# [Exercise goal]
Where does the word "crate" show up in the records? Copy every line that has it.
[[ Provided information, beginning ]]
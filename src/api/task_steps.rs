//! Task steps on a work order's first task.

use serde::{Deserialize, Serialize};
use serde_json::{json, Value};

use crate::api::excerpt;
use crate::client::IfsClient;
use crate::error::ApiError;
use crate::mappings::{projections, step_status, value_key};
use crate::odata::ODataQuery;

#[derive(Debug, Deserialize)]
#[serde(rename_all = "PascalCase")]
struct TaskSeqRow {
    #[serde(default)]
    task_seq: Value,
}

#[derive(Debug, Deserialize)]
#[serde(rename_all = "PascalCase")]
struct TaskStepRow {
    #[serde(default)]
    task_seq: Value,
    #[serde(default)]
    task_step_seq: Value,
    description: Option<String>,
    objstate: Option<String>,
    created_date: Option<String>,
}

/// Task step, numbered in sequence order.
#[derive(Debug, Clone, Serialize)]
pub struct TaskStep {
    pub step_number: usize,
    pub step_seq: Value,
    pub task_seq: Value,
    pub description: Option<String>,
    pub status: &'static str,
    pub created: Option<String>,
}

/// Outcome of adding steps; individual failures do not abort the batch.
#[derive(Debug, Clone)]
pub struct AddStepsOutcome {
    pub task_seq: Value,
    pub added: usize,
    pub requested: usize,
    pub errors: Vec<String>,
}

impl AddStepsOutcome {
    pub fn summary(&self, wo_no: i64) -> String {
        let mut text = format!(
            "Added {}/{} steps to WO#{} (TaskSeq {}).",
            self.added,
            self.requested,
            wo_no,
            value_key(&self.task_seq)
        );
        if !self.errors.is_empty() {
            text.push_str("\n\nErrors:\n");
            text.push_str(&self.errors.join("\n"));
        }
        text
    }
}

/// `TaskSeq` of the first task on a work order, if it has one.
pub(crate) async fn first_task_seq(client: &IfsClient, wo_no: i64) -> Result<Option<Value>, ApiError> {
    let query = ODataQuery::new()
        .filter(format!("WoNo eq {}", wo_no))
        .select("TaskSeq")
        .top(1);
    let rows = client
        .fetch_collection::<TaskSeqRow>(projections::WORK_TASKS, &query)
        .await?;
    Ok(rows
        .value
        .into_iter()
        .next()
        .map(|r| r.task_seq)
        .filter(|seq| !seq.is_null()))
}

/// Task steps API client.
#[derive(Clone)]
pub struct TaskStepsClient {
    client: IfsClient,
}

impl TaskStepsClient {
    pub fn new(client: IfsClient) -> Self {
        Self { client }
    }

    /// Add steps in order. Returns `None` when the work order has no task yet.
    pub async fn add_task_steps(&self, wo_no: i64, steps: &[String]) -> Result<Option<AddStepsOutcome>, ApiError> {
        let Some(task_seq) = first_task_seq(&self.client, wo_no).await? else {
            return Ok(None);
        };

        let mut added = 0;
        let mut errors = Vec::new();
        for description in steps {
            let body = json!({ "TaskSeq": task_seq, "Description": description });
            match self.client.create_record(projections::WORK_TASK_STEPS, &body).await {
                Ok(_) => added += 1,
                Err(e) => {
                    tracing::warn!(error = %e, wo_no, "Failed to add task step");
                    errors.push(format!(
                        "\"{}...\": {}",
                        excerpt(description, 40),
                        excerpt(&e.to_string(), 80)
                    ));
                }
            }
        }

        Ok(Some(AddStepsOutcome {
            task_seq,
            added,
            requested: steps.len(),
            errors,
        }))
    }

    /// List the steps of a work order, ordered by step sequence.
    pub async fn list_task_steps(&self, wo_no: i64) -> Result<Vec<TaskStep>, ApiError> {
        let query = ODataQuery::new()
            .filter(format!("WoNo eq {}", wo_no))
            .select("WoNo,TaskSeq,TaskStepSeq,Description,Objstate,CreatedDate")
            .orderby("TaskStepSeq asc");
        let rows = self
            .client
            .fetch_collection::<TaskStepRow>(projections::WORK_TASK_STEPS, &query)
            .await?;

        Ok(rows
            .value
            .into_iter()
            .enumerate()
            .map(|(i, row)| TaskStep {
                step_number: i + 1,
                step_seq: row.task_step_seq,
                task_seq: row.task_seq,
                description: row.description,
                status: step_status(row.objstate.as_deref()),
                created: row.created_date,
            })
            .collect())
    }
}

#[cfg(test)]
mod tests {
    use super::*;
    use crate::client::test_support::client_for;
    use wiremock::matchers::{body_json, method, path, query_param};
    use wiremock::{Mock, MockServer, ResponseTemplate};

    async fn mount_first_task(server: &MockServer, wo_no: i64, body: Value) {
        Mock::given(method("GET"))
            .and(path(projections::WORK_TASKS))
            .and(query_param("$filter", format!("WoNo eq {}", wo_no)))
            .and(query_param("$top", "1"))
            .respond_with(ResponseTemplate::new(200).set_body_json(body))
            .mount(server)
            .await;
    }

    #[tokio::test]
    async fn test_add_steps_without_task() {
        let server = MockServer::start().await;
        let client = client_for(&server, "T1").await;
        mount_first_task(&server, 10, json!({"value": []})).await;

        let outcome = TaskStepsClient::new(client)
            .add_task_steps(10, &["Isolate".to_string()])
            .await
            .unwrap();
        assert!(outcome.is_none());
    }

    #[tokio::test]
    async fn test_add_steps_collects_failures() {
        let server = MockServer::start().await;
        let client = client_for(&server, "T1").await;
        mount_first_task(&server, 10, json!({"value": [{"TaskSeq": 77}]})).await;
        Mock::given(method("POST"))
            .and(path(projections::WORK_TASK_STEPS))
            .and(body_json(json!({"TaskSeq": 77, "Description": "Isolate power"})))
            .respond_with(ResponseTemplate::new(201).set_body_json(json!({"TaskStepSeq": 1})))
            .expect(1)
            .mount(&server)
            .await;
        Mock::given(method("POST"))
            .and(path(projections::WORK_TASK_STEPS))
            .and(body_json(json!({"TaskSeq": 77, "Description": "Replace seal"})))
            .respond_with(ResponseTemplate::new(400).set_body_string("bad step"))
            .expect(1)
            .mount(&server)
            .await;

        let steps = vec!["Isolate power".to_string(), "Replace seal".to_string()];
        let outcome = TaskStepsClient::new(client)
            .add_task_steps(10, &steps)
            .await
            .unwrap()
            .unwrap();
        assert_eq!(outcome.added, 1);
        assert_eq!(outcome.errors.len(), 1);
        assert!(outcome.errors[0].starts_with("\"Replace seal...\": IFS POST"));

        let summary = outcome.summary(10);
        assert!(summary.starts_with("Added 1/2 steps to WO#10 (TaskSeq 77)."));
        assert!(summary.contains("\n\nErrors:\n"));
    }

    #[tokio::test]
    async fn test_list_steps_numbers_in_order() {
        let server = MockServer::start().await;
        let client = client_for(&server, "T1").await;
        Mock::given(method("GET"))
            .and(path(projections::WORK_TASK_STEPS))
            .and(query_param("$orderby", "TaskStepSeq asc"))
            .respond_with(ResponseTemplate::new(200).set_body_json(json!({
                "value": [
                    {"TaskSeq": 77, "TaskStepSeq": 3, "Description": "A", "Objstate": "DONE"},
                    {"TaskSeq": 77, "TaskStepSeq": 5, "Description": "B", "Objstate": "NOTAPPLICABLE"},
                    {"TaskSeq": 77, "TaskStepSeq": 8, "Description": "C", "Objstate": "OPEN"}
                ]
            })))
            .mount(&server)
            .await;

        let steps = TaskStepsClient::new(client).list_task_steps(10).await.unwrap();
        let numbers: Vec<usize> = steps.iter().map(|s| s.step_number).collect();
        assert_eq!(numbers, vec![1, 2, 3]);
        let statuses: Vec<&str> = steps.iter().map(|s| s.status).collect();
        assert_eq!(statuses, vec!["completed", "skipped", "pending"]);
        assert_eq!(steps[1].step_seq, json!(5));
    }
}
[[ Provided information, end ]]
# [Task response]
use crate::api::excerpt;
use crate::client::IfsClient;
use crate::error::ApiError;
use crate::mappings::{projections, step_status, value_key};
use crate::odata::ODataQuery;
pub(crate) async fn first_task_seq(client: &IfsClient, wo_no: i64) -> Result<Option<Value>, ApiError> {
    use crate::client::test_support::client_for;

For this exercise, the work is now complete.